**** PROVIDED ENTRIES ****
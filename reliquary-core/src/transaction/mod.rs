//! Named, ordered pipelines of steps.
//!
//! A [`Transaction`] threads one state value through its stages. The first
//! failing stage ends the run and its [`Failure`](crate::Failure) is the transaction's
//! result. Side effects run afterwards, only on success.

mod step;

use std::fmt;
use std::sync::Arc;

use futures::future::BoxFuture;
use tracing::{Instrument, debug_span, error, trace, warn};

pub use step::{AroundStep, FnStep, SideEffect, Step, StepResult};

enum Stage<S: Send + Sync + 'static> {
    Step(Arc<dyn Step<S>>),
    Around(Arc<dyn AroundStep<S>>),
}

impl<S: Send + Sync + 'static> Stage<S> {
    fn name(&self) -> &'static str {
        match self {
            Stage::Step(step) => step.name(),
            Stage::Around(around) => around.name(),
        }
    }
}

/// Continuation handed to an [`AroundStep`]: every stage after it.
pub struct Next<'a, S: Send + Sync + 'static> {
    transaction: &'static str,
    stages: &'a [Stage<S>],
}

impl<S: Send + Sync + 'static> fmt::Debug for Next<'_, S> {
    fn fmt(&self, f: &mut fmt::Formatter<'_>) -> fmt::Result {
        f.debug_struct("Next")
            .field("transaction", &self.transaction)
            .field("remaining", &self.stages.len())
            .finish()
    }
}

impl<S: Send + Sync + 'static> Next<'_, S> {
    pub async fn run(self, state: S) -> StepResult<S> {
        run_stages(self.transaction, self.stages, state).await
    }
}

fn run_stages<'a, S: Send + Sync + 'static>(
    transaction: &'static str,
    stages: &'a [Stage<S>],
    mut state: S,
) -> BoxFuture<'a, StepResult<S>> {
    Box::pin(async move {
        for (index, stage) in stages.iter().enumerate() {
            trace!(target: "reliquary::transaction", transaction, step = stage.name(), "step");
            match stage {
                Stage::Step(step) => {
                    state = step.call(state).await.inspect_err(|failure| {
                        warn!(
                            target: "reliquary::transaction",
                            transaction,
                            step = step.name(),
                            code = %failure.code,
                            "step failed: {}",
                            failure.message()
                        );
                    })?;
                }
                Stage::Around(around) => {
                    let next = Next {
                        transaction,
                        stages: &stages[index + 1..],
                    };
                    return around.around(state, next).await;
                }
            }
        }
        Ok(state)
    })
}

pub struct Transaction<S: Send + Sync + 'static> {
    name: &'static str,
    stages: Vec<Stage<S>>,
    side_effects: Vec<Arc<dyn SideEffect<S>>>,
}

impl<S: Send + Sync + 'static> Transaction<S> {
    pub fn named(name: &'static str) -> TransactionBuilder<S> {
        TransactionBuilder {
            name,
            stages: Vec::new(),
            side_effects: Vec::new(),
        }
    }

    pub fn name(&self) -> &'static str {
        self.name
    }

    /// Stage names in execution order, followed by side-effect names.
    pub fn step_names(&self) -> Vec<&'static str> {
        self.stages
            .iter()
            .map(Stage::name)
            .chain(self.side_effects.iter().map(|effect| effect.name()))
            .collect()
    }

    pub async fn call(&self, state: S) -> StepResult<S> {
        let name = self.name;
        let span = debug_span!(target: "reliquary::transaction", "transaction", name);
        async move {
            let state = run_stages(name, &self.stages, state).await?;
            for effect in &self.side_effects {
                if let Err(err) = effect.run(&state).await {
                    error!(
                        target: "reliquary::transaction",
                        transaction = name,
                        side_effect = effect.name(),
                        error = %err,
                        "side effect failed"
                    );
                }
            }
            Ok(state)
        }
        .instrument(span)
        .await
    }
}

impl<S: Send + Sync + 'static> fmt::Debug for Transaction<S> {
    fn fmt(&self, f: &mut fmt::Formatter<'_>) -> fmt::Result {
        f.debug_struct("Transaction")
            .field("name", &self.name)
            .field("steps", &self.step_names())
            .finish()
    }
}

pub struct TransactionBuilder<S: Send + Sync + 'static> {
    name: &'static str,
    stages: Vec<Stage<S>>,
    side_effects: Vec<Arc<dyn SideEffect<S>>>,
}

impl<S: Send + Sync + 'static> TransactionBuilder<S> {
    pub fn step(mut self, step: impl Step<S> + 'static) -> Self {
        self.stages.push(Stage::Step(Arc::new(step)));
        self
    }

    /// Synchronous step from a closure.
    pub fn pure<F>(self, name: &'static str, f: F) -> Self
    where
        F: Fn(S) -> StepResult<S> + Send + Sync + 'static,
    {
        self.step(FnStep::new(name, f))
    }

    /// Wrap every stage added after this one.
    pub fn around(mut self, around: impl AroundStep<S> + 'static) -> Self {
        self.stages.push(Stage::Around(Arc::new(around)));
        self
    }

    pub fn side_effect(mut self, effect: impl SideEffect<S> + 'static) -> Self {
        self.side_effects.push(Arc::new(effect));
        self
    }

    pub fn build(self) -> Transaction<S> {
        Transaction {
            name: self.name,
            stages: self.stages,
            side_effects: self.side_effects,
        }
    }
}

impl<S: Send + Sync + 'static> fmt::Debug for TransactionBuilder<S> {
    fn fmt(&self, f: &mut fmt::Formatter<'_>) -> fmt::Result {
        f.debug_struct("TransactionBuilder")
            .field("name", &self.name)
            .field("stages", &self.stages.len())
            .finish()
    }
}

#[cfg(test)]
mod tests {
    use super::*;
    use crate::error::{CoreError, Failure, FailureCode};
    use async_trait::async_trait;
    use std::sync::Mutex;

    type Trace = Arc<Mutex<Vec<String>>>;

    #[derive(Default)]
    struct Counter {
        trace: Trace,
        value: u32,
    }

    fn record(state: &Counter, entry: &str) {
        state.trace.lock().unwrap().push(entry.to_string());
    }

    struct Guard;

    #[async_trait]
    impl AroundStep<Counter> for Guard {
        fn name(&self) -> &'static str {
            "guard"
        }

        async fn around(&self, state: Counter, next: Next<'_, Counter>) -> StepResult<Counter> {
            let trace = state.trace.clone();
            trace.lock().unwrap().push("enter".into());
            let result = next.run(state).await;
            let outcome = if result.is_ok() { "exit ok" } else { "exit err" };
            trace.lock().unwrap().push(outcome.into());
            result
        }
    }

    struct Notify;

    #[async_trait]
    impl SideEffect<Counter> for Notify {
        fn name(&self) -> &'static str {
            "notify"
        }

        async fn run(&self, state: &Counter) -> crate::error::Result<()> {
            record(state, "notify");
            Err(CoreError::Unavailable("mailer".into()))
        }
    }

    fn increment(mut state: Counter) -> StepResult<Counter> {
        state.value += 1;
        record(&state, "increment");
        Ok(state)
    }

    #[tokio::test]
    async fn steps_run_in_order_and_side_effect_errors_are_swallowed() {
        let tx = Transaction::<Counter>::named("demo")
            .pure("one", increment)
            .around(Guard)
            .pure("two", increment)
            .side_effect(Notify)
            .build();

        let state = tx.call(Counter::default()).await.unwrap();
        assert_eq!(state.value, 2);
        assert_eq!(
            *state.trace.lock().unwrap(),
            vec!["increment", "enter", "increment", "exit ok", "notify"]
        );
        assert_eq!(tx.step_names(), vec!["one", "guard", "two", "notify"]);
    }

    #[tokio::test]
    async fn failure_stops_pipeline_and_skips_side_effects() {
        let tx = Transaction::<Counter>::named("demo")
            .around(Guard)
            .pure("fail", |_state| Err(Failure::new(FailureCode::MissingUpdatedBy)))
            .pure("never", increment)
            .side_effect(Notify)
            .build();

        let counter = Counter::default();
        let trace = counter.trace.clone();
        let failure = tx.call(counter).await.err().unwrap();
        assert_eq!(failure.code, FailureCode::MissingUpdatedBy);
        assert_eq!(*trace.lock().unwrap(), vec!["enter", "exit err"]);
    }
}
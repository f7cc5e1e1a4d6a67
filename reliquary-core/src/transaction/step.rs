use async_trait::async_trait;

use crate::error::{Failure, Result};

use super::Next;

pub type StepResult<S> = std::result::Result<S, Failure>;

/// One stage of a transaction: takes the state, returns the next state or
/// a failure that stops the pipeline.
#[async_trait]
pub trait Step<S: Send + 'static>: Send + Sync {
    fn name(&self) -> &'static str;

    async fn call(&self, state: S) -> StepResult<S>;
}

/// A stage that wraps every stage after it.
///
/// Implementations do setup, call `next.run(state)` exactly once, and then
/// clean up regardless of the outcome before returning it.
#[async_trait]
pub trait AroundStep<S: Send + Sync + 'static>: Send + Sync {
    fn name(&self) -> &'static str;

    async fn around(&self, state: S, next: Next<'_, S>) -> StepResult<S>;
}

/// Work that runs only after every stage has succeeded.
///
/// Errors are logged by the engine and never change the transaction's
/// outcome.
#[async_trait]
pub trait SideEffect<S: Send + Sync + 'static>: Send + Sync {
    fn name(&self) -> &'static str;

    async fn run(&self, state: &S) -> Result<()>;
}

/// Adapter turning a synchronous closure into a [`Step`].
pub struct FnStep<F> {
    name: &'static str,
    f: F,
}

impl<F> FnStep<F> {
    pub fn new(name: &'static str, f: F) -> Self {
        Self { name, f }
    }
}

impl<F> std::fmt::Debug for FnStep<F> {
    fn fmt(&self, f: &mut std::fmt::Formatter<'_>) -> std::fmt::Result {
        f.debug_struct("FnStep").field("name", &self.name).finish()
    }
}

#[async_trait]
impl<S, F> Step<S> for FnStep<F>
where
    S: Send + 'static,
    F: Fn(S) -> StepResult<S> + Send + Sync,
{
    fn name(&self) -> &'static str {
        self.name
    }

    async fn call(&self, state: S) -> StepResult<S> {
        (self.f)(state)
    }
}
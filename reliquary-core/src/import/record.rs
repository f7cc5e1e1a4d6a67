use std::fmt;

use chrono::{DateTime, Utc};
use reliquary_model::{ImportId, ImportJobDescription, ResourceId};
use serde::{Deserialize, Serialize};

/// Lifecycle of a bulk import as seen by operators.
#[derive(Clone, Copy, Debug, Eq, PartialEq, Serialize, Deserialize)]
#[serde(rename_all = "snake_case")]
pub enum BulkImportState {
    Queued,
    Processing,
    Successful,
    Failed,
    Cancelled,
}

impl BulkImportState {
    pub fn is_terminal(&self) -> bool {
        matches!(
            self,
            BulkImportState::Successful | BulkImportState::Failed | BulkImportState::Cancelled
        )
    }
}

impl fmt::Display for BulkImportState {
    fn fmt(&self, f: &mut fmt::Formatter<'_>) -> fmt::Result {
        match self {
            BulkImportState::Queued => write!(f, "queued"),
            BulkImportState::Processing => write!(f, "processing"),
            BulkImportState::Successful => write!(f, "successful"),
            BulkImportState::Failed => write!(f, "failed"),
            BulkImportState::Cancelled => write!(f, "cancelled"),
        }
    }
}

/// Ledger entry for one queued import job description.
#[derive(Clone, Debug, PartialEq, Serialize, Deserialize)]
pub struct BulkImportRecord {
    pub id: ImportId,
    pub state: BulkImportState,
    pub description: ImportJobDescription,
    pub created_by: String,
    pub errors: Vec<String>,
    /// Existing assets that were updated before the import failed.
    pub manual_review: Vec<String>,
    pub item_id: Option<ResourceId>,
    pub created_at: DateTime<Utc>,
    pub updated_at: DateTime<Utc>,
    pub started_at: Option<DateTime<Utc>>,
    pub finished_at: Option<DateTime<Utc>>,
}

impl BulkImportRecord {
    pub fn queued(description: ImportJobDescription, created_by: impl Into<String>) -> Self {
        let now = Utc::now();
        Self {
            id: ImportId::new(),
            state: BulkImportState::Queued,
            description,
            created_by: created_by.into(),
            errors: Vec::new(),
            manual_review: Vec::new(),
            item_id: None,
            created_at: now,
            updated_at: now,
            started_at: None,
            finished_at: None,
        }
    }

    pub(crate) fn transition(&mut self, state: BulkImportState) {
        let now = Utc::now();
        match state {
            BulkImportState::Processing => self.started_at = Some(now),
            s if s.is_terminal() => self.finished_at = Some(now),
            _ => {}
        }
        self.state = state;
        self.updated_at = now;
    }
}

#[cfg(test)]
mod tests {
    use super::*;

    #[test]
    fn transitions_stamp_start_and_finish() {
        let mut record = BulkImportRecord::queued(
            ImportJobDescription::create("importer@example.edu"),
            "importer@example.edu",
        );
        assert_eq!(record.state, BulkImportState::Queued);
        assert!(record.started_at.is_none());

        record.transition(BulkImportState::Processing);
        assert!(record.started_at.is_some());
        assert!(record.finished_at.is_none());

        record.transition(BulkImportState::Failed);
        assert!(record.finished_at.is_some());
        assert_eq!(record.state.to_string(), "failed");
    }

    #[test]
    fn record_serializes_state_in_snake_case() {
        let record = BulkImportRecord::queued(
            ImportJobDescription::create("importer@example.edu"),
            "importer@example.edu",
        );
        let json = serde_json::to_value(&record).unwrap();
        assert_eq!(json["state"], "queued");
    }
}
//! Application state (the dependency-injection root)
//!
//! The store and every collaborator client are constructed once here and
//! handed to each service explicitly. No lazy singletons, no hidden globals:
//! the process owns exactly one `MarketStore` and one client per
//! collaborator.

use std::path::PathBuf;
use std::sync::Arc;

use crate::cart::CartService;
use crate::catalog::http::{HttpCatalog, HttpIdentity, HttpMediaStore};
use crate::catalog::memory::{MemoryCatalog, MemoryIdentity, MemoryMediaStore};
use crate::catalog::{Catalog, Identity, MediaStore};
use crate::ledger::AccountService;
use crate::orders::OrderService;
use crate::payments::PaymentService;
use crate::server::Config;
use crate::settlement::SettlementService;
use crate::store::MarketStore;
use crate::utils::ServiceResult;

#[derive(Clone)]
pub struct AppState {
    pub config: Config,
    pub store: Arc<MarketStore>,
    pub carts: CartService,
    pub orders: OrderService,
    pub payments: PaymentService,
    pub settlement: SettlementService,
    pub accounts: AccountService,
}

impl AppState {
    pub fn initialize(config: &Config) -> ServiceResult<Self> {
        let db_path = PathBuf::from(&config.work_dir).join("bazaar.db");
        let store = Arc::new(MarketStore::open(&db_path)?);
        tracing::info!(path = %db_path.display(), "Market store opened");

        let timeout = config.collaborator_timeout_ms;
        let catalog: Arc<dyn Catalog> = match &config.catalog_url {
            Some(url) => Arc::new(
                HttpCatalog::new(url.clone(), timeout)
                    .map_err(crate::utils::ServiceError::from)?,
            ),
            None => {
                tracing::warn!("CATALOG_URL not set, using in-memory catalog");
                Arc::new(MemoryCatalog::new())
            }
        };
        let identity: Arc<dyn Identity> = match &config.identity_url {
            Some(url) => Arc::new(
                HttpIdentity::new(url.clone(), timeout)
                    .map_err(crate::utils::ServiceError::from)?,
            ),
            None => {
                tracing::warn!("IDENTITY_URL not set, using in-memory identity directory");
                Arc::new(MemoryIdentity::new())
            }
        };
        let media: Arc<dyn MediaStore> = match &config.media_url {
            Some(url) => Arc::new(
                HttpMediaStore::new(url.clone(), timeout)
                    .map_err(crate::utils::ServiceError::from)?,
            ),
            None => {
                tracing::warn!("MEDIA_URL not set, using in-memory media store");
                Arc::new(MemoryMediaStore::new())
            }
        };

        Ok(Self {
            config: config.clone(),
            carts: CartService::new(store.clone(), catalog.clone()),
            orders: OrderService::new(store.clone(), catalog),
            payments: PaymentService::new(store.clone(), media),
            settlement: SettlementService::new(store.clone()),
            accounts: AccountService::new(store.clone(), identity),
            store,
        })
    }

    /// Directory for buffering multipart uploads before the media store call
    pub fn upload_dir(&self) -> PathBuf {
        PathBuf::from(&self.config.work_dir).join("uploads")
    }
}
****
INSTRUCTIONS FOR THE TASK: Gather each line in these records that contains the string "MemoryIdentity".

FINISHED TASK:
use crate::catalog::memory::{MemoryCatalog, MemoryIdentity, MemoryMediaStore};
                Arc::new(MemoryIdentity::new())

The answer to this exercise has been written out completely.